Senior penetration test engineerPosted: Oct. 1, 2021, 7:43 a.m. - Full Time - Bangalore
- Leading AI-driven Global Supply Chain Solutions Software Product Company and one of Glassdoor’s “Best Places to Work”
- Seeking an astute individual that has a strong technical foundation with the additional ability to be hands-on with the broader engineering team as part of the development/deployment cycle, and deep knowledge of industry best practices, with the ability to implement them working with both the platform, and the product teams.
- Penetration Tester who would be responsible for conducting penetration test activities against our web applications, thick clients, network, Cloud, mobile applications, APIs, etc.
Our current technical environment:
- Software: Nessus, Nexpose, Burp, Kali Linux, NMAP, Metasploit
What you’ll do:
- Perform penetration testing on Network and application, cloud environments (Azure, GCP).
- Document findings for management and technical staff and provide remediation guidance.
- Define and participate in implementation of On-prem and Cloud architecture and security controls.
- Proactive identification of threats and risk remediation.
- Participate in and assist with incident response team, as appropriate.
- Generate metrics for the Management as needed.
- Prepare system security reports by collecting, analyzing, and summarizing data and trends.
What we are looking for:
- 4-7 years of proven experience in Information security/Penetration testing.

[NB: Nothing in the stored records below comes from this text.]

//! ListMedia command

use serde::Deserialize;
use serde_json::Value;

use crate::context::ContentContext;
use crate::error::{ContentError, Result};
use crate::ops::{async_trait, Execute};
use crate::types::MediaType;

/// List media records, oldest first, paths rewritten to public URLs.
#[derive(Debug, Default, Deserialize)]
pub struct ListMedia {
    /// Only records of this type
    #[serde(default)]
    pub media_type: Option<MediaType>,
}

impl ListMedia {
    /// Create a new ListMedia command
    pub fn new() -> Self {
        Self::default()
    }

    /// Only records of the given type
    pub fn with_type(mut self, media_type: MediaType) -> Self {
        self.media_type = Some(media_type);
        self
    }
}

#[async_trait]
impl Execute<ContentContext, ContentError> for ListMedia {
    async fn execute(&self, ctx: &ContentContext) -> Result<Value> {
        let mut media = ctx.read_all_media().await?;
        if let Some(media_type) = self.media_type {
            media.retain(|m| m.media_type == media_type);
        }

        let public: Vec<_> = media
            .into_iter()
            .map(|m| m.into_public(&ctx.config().upload))
            .collect();

        Ok(serde_json::to_value(&public)?)
    }
}

#[cfg(test)]
mod tests {
    use super::*;
    use crate::media::AddMedia;
    use crate::store::InitStore;
    use quarry_config::QuarryConfig;
    use tempfile::TempDir;

    #[tokio::test]
    async fn test_list_media_filters_and_rewrites_paths() {
        let temp = TempDir::new().unwrap();
        let ctx = ContentContext::new(temp.path().join("store"), QuarryConfig::default());
        InitStore::new().execute(&ctx).await.unwrap();

        AddMedia::new(MediaType::Image, "Logo", "logo.png")
            .execute(&ctx)
            .await
            .unwrap();
        AddMedia::new(MediaType::Doc, "Spec", "spec.pdf")
            .execute(&ctx)
            .await
            .unwrap();

        let all = ListMedia::new().execute(&ctx).await.unwrap();
        assert_eq!(all.as_array().unwrap().len(), 2);

        let images = ListMedia::new()
            .with_type(MediaType::Image)
            .execute(&ctx)
            .await
            .unwrap();
        let items = images.as_array().unwrap();
        assert_eq!(items.len(), 1);
        assert_eq!(items[0]["path"], "http://localhost:8090/uploads/logo.png");
    }
}
//! Strongly-typed ULID identifiers for stored documents.
//!
//! Newtypes keep the different document kinds from mixing; the string form
//! is the canonical 26-character ULID, which doubles as the file stem on
//! disk and as the per-collection group key in access tables.

use std::fmt;

use serde::{Deserialize, Serialize};
use ulid::Ulid;

macro_rules! define_id {
    ($(#[$doc:meta])* $name:ident) => {
        $(#[$doc])*
        #[derive(
            Debug, Clone, Copy, PartialEq, Eq, Hash, PartialOrd, Ord, Serialize, Deserialize,
        )]
        #[serde(transparent)]
        pub struct $name(Ulid);

        impl $name {
            /// Generate a fresh identifier
            pub fn new() -> Self {
                Self(Ulid::new())
            }

            /// Parse the canonical 26-character string form
            pub fn parse(value: &str) -> Option<Self> {
                Ulid::from_string(value).ok().map(Self)
            }

            /// The raw ULID
            pub fn as_ulid(&self) -> Ulid {
                self.0
            }
        }

        impl fmt::Display for $name {
            fn fmt(&self, f: &mut fmt::Formatter<'_>) -> fmt::Result {
                self.0.fmt(f)
            }
        }

        impl From<Ulid> for $name {
            fn from(id: Ulid) -> Self {
                Self(id)
            }
        }
    };
}

define_id!(
    /// Identifies a collection (content type)
    CollectionId
);
define_id!(
    /// Identifies an entity (content record)
    EntityId
);
define_id!(
    /// Identifies a language
    LanguageId
);
define_id!(
    /// Identifies a media record
    MediaId
);
define_id!(
    /// Identifies an API key
    KeyId
);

- Strong expertise in Vulnerability and Threat Management, gathering and condensing threat intelligence into actionable and meaningful communication materials.
- Experience in Network penetration testing, Manual Web Application penetration testing.

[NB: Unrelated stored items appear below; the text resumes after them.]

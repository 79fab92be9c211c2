//! Error types for the field registry

use thiserror::Error;

/// Result type for field registry operations
pub type Result<T> = std::result::Result<T, FieldError>;

/// Errors that can occur while validating field definitions.
///
/// These are all schema definition errors: they surface when a collection
/// schema is saved, never while casting content values.
#[derive(Debug, Error)]
pub enum FieldError {
    /// Field key fails the identifier pattern or length bounds
    #[error("invalid field key '{key}': keys must be identifier-safe and at most 255 characters")]
    InvalidKey { key: String },

    /// Field label missing or too long
    #[error("invalid label for field '{key}': labels must be 1 to 255 characters")]
    InvalidLabel { key: String },

    /// Two fields in one schema share a key
    #[error("field keys must be unique - key '{key}' exists more than once")]
    DuplicateKey { key: String },

    /// Raw meta payload does not decode into the declared type's shape
    #[error("invalid meta for '{field_type}' field: {message}")]
    MetaDecode { field_type: String, message: String },

    /// Decoded meta violates one of the type's own invariants
    #[error("invalid meta for '{field_type}' field: {message}")]
    MetaInvalid { field_type: String, message: String },
}

impl FieldError {
    /// Create a meta decode error
    pub fn meta_decode(field_type: impl ToString, message: impl Into<String>) -> Self {
        Self::MetaDecode {
            field_type: field_type.to_string(),
            message: message.into(),
        }
    }

    /// Create a meta invariant error
    pub fn meta_invalid(field_type: impl ToString, message: impl Into<String>) -> Self {
        Self::MetaInvalid {
            field_type: field_type.to_string(),
            message: message.into(),
        }
    }
}

#[cfg(test)]
mod tests {
    use super::*;

    #[test]
    fn test_error_display() {
        let err = FieldError::DuplicateKey {
            key: "title".into(),
        };
        assert_eq!(
            err.to_string(),
            "field keys must be unique - key 'title' exists more than once"
        );
    }

    #[test]
    fn test_meta_error_names_type() {
        let err = FieldError::meta_invalid("relation", "collection_id is required");
        assert!(err.to_string().contains("relation"));
        assert!(err.to_string().contains("collection_id"));
    }
}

- Education and experience in public cloud infrastructure such as Microsoft Azure, Google Cloud Platform.
- Experience with penetration testing tools such as Nessus, Nexpose, Burp, Kali Linux, NMAP, Metasploit etc.

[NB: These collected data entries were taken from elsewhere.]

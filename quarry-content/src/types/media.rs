//! Media record type
//!
//! Only the metadata document lives here — upload handling and thumbnail
//! generation belong to the file layer, not the content engine. Enrichment
//! and the read path rewrite stored paths into public absolute URLs.

use std::fmt;

use quarry_config::UploadConfig;
use serde::{Deserialize, Serialize};

use super::ids::MediaId;
use super::now;
use crate::error::{ContentError, Result};

/// Broad file classification of a media record.
#[derive(Debug, Clone, Copy, PartialEq, Eq, Serialize, Deserialize)]
#[serde(rename_all = "lowercase")]
pub enum MediaType {
    Image,
    Doc,
    Audio,
    Video,
    Other,
}

impl fmt::Display for MediaType {
    fn fmt(&self, f: &mut fmt::Formatter<'_>) -> fmt::Result {
        let name = match self {
            Self::Image => "image",
            Self::Doc => "doc",
            Self::Audio => "audio",
            Self::Video => "video",
            Self::Other => "other",
        };
        f.write_str(name)
    }
}

/// A stored media record referenced from media fields.
#[derive(Debug, Clone, Serialize, Deserialize)]
pub struct MediaFile {
    pub id: MediaId,
    #[serde(rename = "type")]
    pub media_type: MediaType,
    pub title: String,
    #[serde(default)]
    pub description: String,
    /// Path relative to the upload directory
    pub path: String,
    pub created: i64,
    pub modified: i64,
}

impl MediaFile {
    /// Create a new media record
    pub fn new(
        media_type: MediaType,
        title: impl Into<String>,
        path: impl Into<String>,
    ) -> Self {
        let timestamp = now();
        Self {
            id: MediaId::new(),
            media_type,
            title: title.into(),
            description: String::new(),
            path: path.into(),
            created: timestamp,
            modified: timestamp,
        }
    }

    /// Validate title and path presence
    pub fn validate(&self) -> Result<()> {
        if self.title.is_empty() {
            return Err(ContentError::missing_field("title"));
        }
        if self.path.is_empty() {
            return Err(ContentError::missing_field("path"));
        }
        Ok(())
    }

    /// Rewrite the stored relative path into its public absolute URL.
    pub fn into_public(mut self, upload: &UploadConfig) -> Self {
        self.path = format!(
            "{}/{}",
            upload.public_url.trim_end_matches('/'),
            self.path.trim_start_matches('/')
        );
        self
    }
}

#[cfg(test)]
mod tests {
    use super::*;

    #[test]
    fn test_validate() {
        assert!(MediaFile::new(MediaType::Image, "Logo", "logo.png")
            .validate()
            .is_ok());
        assert!(MediaFile::new(MediaType::Image, "", "logo.png")
            .validate()
            .is_err());
        assert!(MediaFile::new(MediaType::Image, "Logo", "")
            .validate()
            .is_err());
    }

    #[test]
    fn test_into_public_joins_cleanly() {
        let upload = UploadConfig {
            dir: "uploads".into(),
            public_url: "https://cdn.example.com/files/".into(),
        };

        let media = MediaFile::new(MediaType::Image, "Logo", "/2024/logo.png");
        let public = media.into_public(&upload);
        assert_eq!(public.path, "https://cdn.example.com/files/2024/logo.png");
    }

    #[test]
    fn test_type_serializes_lowercase() {
        let json = serde_json::to_value(MediaFile::new(MediaType::Doc, "Spec", "spec.pdf")).unwrap();
        assert_eq!(json["type"], "doc");
    }
}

- Understand and able to calculate risk for vulnerabilities using risk rating methodologies like CVSS.
- Ability to validate the false positives reported by tools.
- Ability to explain the root cause of a vulnerability.
- Ability to provide remediation guidance for the vulnerabilities.
- Good in report preparation with executive summary and technical details.
- Certifications such as OSCP, CEH, CISSP or equivalent.